The problem:
The answer must consist of every line in the records that contains the word "Commands".

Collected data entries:
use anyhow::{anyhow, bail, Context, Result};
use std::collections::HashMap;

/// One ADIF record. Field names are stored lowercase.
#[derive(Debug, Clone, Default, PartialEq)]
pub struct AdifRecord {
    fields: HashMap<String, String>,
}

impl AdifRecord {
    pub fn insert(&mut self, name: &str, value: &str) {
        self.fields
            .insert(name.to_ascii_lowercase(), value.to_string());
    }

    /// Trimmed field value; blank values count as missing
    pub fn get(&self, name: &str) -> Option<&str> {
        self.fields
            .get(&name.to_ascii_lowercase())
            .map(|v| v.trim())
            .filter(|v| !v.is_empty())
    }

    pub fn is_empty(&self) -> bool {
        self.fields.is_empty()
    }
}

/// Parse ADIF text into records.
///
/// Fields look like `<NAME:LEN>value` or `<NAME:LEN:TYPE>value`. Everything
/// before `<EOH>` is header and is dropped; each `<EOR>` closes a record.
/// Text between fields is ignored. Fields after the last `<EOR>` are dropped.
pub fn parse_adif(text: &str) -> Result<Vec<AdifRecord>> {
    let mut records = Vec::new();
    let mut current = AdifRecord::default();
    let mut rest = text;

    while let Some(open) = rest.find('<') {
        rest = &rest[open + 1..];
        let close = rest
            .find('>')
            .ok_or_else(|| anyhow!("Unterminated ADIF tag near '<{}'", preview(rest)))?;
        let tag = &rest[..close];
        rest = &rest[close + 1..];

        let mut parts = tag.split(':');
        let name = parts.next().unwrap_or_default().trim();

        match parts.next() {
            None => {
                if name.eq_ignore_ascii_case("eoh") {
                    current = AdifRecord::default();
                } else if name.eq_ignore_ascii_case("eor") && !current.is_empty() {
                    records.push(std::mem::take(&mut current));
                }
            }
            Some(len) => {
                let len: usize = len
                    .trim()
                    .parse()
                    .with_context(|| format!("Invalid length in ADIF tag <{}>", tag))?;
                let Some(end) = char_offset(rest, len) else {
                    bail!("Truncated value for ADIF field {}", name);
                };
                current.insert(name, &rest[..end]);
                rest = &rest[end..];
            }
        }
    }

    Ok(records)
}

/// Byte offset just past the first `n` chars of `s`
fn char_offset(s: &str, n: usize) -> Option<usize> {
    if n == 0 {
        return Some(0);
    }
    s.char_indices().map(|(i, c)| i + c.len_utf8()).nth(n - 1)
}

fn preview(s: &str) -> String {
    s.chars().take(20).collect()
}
* * *
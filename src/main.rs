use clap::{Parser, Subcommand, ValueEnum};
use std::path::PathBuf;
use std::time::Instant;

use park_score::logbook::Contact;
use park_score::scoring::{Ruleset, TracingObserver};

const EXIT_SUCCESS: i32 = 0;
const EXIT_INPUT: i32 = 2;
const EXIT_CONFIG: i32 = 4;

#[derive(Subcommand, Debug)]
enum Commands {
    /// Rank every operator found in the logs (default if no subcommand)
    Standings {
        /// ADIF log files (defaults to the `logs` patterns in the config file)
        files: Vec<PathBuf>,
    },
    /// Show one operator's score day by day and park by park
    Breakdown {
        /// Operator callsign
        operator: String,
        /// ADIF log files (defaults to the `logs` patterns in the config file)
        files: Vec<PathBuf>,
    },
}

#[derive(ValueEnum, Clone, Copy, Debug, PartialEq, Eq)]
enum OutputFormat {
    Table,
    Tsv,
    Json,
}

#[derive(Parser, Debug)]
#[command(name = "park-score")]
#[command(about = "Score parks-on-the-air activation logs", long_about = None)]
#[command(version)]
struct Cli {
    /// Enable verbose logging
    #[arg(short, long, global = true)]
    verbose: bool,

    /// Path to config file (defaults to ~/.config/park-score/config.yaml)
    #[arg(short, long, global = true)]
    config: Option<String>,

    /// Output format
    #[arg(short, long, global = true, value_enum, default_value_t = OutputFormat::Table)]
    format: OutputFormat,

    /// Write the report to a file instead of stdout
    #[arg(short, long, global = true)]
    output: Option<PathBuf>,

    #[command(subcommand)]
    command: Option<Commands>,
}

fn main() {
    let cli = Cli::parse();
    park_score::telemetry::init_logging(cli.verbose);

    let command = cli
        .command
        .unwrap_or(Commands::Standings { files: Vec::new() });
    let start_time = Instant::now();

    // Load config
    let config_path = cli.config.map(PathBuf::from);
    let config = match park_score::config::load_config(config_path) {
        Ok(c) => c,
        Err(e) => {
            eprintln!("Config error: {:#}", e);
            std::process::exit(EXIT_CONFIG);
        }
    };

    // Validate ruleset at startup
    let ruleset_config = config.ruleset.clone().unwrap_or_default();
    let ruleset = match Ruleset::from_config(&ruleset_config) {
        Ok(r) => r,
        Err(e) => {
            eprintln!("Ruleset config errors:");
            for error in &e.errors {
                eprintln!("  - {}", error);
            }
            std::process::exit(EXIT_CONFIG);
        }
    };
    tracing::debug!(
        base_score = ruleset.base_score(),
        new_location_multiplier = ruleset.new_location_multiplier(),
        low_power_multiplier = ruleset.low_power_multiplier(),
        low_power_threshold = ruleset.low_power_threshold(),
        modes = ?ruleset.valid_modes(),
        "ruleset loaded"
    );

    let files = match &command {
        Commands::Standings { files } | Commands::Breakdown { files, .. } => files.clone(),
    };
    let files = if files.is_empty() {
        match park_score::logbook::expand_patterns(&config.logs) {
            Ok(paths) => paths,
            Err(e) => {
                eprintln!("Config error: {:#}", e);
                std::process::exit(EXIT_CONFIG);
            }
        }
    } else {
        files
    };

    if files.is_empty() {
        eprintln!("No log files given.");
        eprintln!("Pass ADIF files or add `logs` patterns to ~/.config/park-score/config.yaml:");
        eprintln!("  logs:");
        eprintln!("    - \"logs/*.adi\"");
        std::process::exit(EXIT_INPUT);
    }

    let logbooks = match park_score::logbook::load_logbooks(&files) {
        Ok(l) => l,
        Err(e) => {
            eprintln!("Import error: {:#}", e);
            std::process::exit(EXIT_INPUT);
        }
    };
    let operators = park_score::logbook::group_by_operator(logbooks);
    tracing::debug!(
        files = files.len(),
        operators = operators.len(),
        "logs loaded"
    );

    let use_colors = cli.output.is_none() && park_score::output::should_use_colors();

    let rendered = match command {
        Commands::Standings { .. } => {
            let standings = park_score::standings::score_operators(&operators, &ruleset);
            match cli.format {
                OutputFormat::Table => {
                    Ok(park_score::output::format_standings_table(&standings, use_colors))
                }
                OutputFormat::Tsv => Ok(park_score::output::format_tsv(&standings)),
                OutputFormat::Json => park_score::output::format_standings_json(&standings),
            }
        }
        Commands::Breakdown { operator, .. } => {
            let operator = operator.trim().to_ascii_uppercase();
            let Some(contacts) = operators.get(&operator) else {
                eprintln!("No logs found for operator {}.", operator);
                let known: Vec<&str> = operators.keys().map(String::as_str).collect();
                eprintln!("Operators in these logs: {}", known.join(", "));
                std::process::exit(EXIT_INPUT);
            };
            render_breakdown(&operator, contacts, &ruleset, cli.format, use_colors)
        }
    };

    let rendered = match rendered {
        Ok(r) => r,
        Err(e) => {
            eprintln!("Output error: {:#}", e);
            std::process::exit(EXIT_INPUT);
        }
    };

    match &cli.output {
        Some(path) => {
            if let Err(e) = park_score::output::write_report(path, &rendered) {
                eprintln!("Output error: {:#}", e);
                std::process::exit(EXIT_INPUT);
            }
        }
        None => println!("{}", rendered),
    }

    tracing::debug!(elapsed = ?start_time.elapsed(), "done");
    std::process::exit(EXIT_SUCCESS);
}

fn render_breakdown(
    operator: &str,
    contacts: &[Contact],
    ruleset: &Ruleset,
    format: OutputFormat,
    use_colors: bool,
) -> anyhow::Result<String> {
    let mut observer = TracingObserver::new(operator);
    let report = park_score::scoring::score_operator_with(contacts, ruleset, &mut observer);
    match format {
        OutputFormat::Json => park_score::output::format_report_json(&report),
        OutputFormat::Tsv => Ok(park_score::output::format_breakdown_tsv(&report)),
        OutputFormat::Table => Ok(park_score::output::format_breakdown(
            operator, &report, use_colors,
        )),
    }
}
--
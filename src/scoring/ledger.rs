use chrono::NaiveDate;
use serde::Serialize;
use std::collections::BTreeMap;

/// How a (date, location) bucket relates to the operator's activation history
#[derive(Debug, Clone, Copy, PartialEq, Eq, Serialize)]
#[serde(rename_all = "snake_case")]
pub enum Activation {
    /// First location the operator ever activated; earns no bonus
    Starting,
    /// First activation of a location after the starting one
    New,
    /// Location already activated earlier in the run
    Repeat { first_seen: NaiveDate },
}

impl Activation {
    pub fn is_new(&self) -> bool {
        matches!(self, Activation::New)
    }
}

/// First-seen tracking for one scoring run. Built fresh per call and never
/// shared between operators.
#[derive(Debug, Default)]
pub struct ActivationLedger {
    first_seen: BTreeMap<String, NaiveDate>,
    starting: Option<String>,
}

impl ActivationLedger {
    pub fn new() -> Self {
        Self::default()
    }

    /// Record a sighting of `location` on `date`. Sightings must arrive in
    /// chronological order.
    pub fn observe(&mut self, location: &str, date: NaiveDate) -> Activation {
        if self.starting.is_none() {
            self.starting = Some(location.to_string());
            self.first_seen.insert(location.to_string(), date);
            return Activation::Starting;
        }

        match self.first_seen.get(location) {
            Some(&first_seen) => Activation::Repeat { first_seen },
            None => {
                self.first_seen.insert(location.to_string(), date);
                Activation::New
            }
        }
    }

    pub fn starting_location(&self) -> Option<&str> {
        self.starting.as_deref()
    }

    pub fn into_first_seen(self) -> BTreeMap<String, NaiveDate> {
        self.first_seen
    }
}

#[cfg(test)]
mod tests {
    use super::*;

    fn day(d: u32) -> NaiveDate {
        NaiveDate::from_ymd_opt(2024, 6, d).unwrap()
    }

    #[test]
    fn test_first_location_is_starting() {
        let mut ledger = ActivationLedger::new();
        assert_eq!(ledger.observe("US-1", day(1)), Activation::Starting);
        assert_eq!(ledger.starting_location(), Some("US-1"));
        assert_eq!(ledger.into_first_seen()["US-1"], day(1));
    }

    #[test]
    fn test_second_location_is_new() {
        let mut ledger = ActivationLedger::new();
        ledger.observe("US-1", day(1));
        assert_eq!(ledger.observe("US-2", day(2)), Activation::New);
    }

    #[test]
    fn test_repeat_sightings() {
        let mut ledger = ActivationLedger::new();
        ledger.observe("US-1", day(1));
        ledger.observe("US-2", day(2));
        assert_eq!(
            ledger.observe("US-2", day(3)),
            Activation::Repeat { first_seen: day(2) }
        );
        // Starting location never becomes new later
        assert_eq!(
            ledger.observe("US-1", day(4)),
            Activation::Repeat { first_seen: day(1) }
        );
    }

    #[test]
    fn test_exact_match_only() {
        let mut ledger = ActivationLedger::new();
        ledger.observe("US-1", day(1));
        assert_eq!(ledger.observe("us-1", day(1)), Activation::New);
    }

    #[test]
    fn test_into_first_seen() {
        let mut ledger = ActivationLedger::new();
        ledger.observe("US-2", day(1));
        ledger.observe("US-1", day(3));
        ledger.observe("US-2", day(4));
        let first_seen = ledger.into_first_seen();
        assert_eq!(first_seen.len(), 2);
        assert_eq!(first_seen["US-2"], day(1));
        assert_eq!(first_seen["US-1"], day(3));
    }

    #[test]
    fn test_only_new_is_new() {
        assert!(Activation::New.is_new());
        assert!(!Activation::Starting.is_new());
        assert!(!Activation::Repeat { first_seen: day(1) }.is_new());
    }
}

Answer space:
enum Commands {
    command: Option<Commands>,
        .unwrap_or(Commands::Standings { files: Vec::new() });
        Commands::Standings { files } | Commands::Breakdown { files, .. } => files.clone(),
        Commands::Standings { .. } => {
        Commands::Breakdown { operator, .. } => {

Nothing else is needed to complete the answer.